Eso es, precisamente, lo que destaca el director del Bellas Artes, Alfonso Palacio, que reconoce que «estamos ante una de las muestras más potentes del año» y que «impresiona ver tal cantidad de cuadros de Sorolla y de tanta calidad reunidos por primera vez después de muchos años. Me sorprendió que se pueda ver tal número de obras pertenecientes a una misma familia. Es digna de destacar esa labor llevada a cabo por los Masaveu durante tantos años en lo que a coleccionismo se refiere».

Palacio explica, además, que uno de los puntos fuertes de la muestra es que «ofrece un buen panorama de lo que hizo uno de los pintores españoles más importantes adscritos a la corriente de la pintura naturalista, iluminista: obras magníficas». Porque los Masaveu adquirieron desde retratos con tintes velazqueños como 'La familia de don Rafael Errázuriz Urmeneta' (1905), pasando por sus escenas costumbristas y sus famosos niños en la playa hasta llegar hasta su última etapa con 'Danzarinas griegas' (1917), realizada en el jardín de su casa de Madrid, donde hoy se ubica el museo que lleva su nombre.

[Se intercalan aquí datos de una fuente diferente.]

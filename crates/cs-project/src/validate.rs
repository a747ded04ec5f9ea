//! Configuration validation logic.

use std::collections::HashSet;

use cs_exchange::{ExchangeError, FieldTarget};
use cs_field::ReportQuery;

use crate::schema::{CadenceDef, CoSimConfig, FieldDef, LATEST_VERSION};

#[derive(thiserror::Error, Debug)]
pub enum ValidationError {
    #[error("Duplicate ID: {id} in {context}")]
    DuplicateId { id: String, context: String },

    #[error("Missing reference: {id} in {context}")]
    MissingReference { id: String, context: String },

    #[error("Invalid value: {field} = {value} ({reason})")]
    InvalidValue {
        field: String,
        value: String,
        reason: String,
    },

    #[error("Cannot resolve kind of boundary '{name}'; name it inlet/outlet/wall or declare a kind")]
    UnresolvedKind { name: String },

    #[error("Boundary '{boundary}' has no binding for {quantity} in {mode:?} pressure mode")]
    UnboundQuantity {
        boundary: String,
        quantity: String,
        mode: cs_field::PressureMode,
    },

    #[error("Initial values: {names} names but {values} values")]
    LengthMismatch { names: usize, values: usize },

    #[error("Unsupported version: {version}")]
    UnsupportedVersion { version: u32 },

    #[error(transparent)]
    Binding(#[from] ExchangeError),
}

fn invalid(field: &str, value: impl ToString, reason: &str) -> ValidationError {
    ValidationError::InvalidValue {
        field: field.to_string(),
        value: value.to_string(),
        reason: reason.to_string(),
    }
}

fn positive(field: &str, value: f64) -> Result<(), ValidationError> {
    if value.is_finite() && value > 0.0 {
        Ok(())
    } else {
        Err(invalid(field, value, "must be positive and finite"))
    }
}

fn nonzero(field: &str, value: usize) -> Result<(), ValidationError> {
    if value == 0 {
        Err(invalid(field, value, "must be positive"))
    } else {
        Ok(())
    }
}

pub fn validate_config(config: &CoSimConfig) -> Result<(), ValidationError> {
    if config.version > LATEST_VERSION {
        return Err(ValidationError::UnsupportedVersion {
            version: config.version,
        });
    }

    let sim = &config.simulation;
    positive("simulation.t_end", sim.t_end)?;
    positive("simulation.dt", sim.dt)?;
    nonzero("simulation.solve_iterations", sim.solve_iterations)?;
    nonzero("simulation.max_steps", sim.max_steps)?;
    nonzero("simulation.max_event_iterations", sim.max_event_iterations)?;

    match config.cadence {
        CadenceDef::EventCount { every, increment } => {
            positive("cadence.every", every)?;
            positive("cadence.increment", increment)?;
        }
        CadenceDef::SimTime { every } => positive("cadence.every", every)?,
    }

    let map = config.exchange_map()?;

    let mut boundary_names = HashSet::new();
    for b in &config.boundaries {
        if !boundary_names.insert(b.name.as_str()) {
            return Err(ValidationError::DuplicateId {
                id: b.name.clone(),
                context: "boundaries".to_string(),
            });
        }
        if b.resolved_kind().is_none() {
            return Err(ValidationError::UnresolvedKind {
                name: b.name.clone(),
            });
        }
        if let Some(t) = b.temperature {
            positive("boundaries.temperature", t)?;
        }
    }

    let mut bound: HashSet<(String, cs_exchange::Quantity)> = HashSet::new();
    for binding in map.model_to_field() {
        let target = FieldTarget::parse(&binding.destination)?;
        if !boundary_names.contains(target.boundary.as_str()) {
            return Err(ValidationError::MissingReference {
                id: target.boundary,
                context: "model_to_field destination".to_string(),
            });
        }
        bound.insert((target.boundary, target.quantity));
    }
    for spec in config.boundary_specs() {
        for &quantity in spec.required(config.pressure_mode) {
            let direct = bound.contains(&(spec.name.clone(), quantity));
            // a negative-pressure outlet may be driven through its `.v` entry
            let via_velocity = quantity == cs_exchange::Quantity::MassFlow
                && bound.contains(&(spec.name.clone(), cs_exchange::Quantity::Velocity));
            if !direct && !via_velocity {
                return Err(ValidationError::UnboundQuantity {
                    boundary: spec.name.clone(),
                    quantity: quantity.suffix().to_string(),
                    mode: config.pressure_mode,
                });
            }
        }
    }

    let mut report_names = HashSet::new();
    let mut csv_files = HashSet::new();
    for report in &config.reports {
        if !report_names.insert(report.name.as_str()) {
            return Err(ValidationError::DuplicateId {
                id: report.name.clone(),
                context: "reports".to_string(),
            });
        }
        for export in &report.csv {
            if !csv_files.insert(export.file.as_str()) {
                return Err(ValidationError::DuplicateId {
                    id: export.file.clone(),
                    context: "report csv files".to_string(),
                });
            }
            match (&report.query, &export.boundary) {
                (ReportQuery::HeatTransfer { boundaries }, Some(b)) if !boundaries.contains(b) => {
                    return Err(ValidationError::MissingReference {
                        id: b.clone(),
                        context: format!("csv export of report '{}'", report.name),
                    });
                }
                (ReportQuery::HeatTransfer { .. }, None) => {
                    return Err(invalid(
                        "reports.csv.boundary",
                        &export.file,
                        "per-boundary reports need a boundary to export",
                    ));
                }
                (_, Some(b)) if !matches!(report.query, ReportQuery::HeatTransfer { .. }) => {
                    return Err(invalid(
                        "reports.csv.boundary",
                        b,
                        "only per-boundary reports take a boundary",
                    ));
                }
                _ => {}
            }
        }
    }
    for binding in map.field_to_model() {
        if !report_names.contains(binding.source.as_str()) {
            return Err(ValidationError::MissingReference {
                id: binding.source.clone(),
                context: "field_to_model source".to_string(),
            });
        }
    }

    let init = &config.initial;
    if init.names.len() != init.values.len() {
        return Err(ValidationError::LengthMismatch {
            names: init.names.len(),
            values: init.values.len(),
        });
    }
    for door in &init.doors {
        positive("initial.doors.flow_exponent", door.flow_exponent)?;
    }
    for cleaner in &init.air_cleaners {
        positive("initial.air_cleaners.a", cleaner.a)?;
        positive("initial.air_cleaners.b", cleaner.b)?;
    }

    if config.observables.iter().any(|o| o.trim().is_empty()) {
        return Err(invalid("observables", "\"\"", "names must not be empty"));
    }

    let mut rooms = HashSet::new();
    for room in &config.rooms {
        if room.trim().is_empty() || !rooms.insert(room.as_str()) {
            return Err(ValidationError::DuplicateId {
                id: room.clone(),
                context: "rooms".to_string(),
            });
        }
    }
    if let Some(active) = &config.active_room
        && !rooms.contains(active.as_str())
    {
        return Err(ValidationError::MissingReference {
            id: active.clone(),
            context: "active_room".to_string(),
        });
    }

    match &config.field {
        FieldDef::Surrogate(p) => {
            positive("field.inlet_area_m2", p.inlet_area_m2)?;
            positive("field.initial_temperature_k", p.initial_temperature_k)?;
            if !(p.relaxation > 0.0 && p.relaxation <= 1.0) {
                return Err(invalid("field.relaxation", p.relaxation, "must be in (0, 1]"));
            }
            if !(p.wall_conductance_w_k.is_finite() && p.wall_conductance_w_k >= 0.0) {
                return Err(invalid(
                    "field.wall_conductance_w_k",
                    p.wall_conductance_w_k,
                    "must be non-negative",
                ));
            }
        }
        FieldDef::Process(p) => {
            if p.program.trim().is_empty() {
                return Err(invalid("field.program", "\"\"", "must not be empty"));
            }
            if p.poll_interval_ms == 0 {
                return Err(invalid("field.poll_interval_ms", 0, "must be positive"));
            }
            positive("field.command_timeout_s", p.command_timeout_s)?;
            if let Some(t) = p.startup_timeout_s {
                positive("field.startup_timeout_s", t)?;
            }
            if p.prompt.trim().is_empty() {
                return Err(invalid("field.prompt", "\"\"", "must not be blank"));
            }
        }
    }

    Ok(())
}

«El conjunto, al igual que la colección en su totalidad, es increíble», concuerda el crítico de arte Luis Feás, que lamenta, en cambio, «la oportunidad perdida para Asturias del albergar la sede de la Fundación María Cristina Masaveu Peterson, a punto de abrirse en Madrid».

«La exposición es fantástica y la colección, excepcional», abunda su colega Ángel Antonio Rodríguez, que ofrece otra de las claves del éxito: «Joaquín Sorolla gusta tanto a los especialistas como al público, algo que no es habitual». Y eso, a pesar de que «el espacio del Niemeyer es muy difícil y ofrece pocas soluciones expositivas, aunque, sin duda, esta es la mejor posible». Un sueño en el que los 'sorollas' no cuelgan de las paredes, sino que flotan en caballetes de cristal.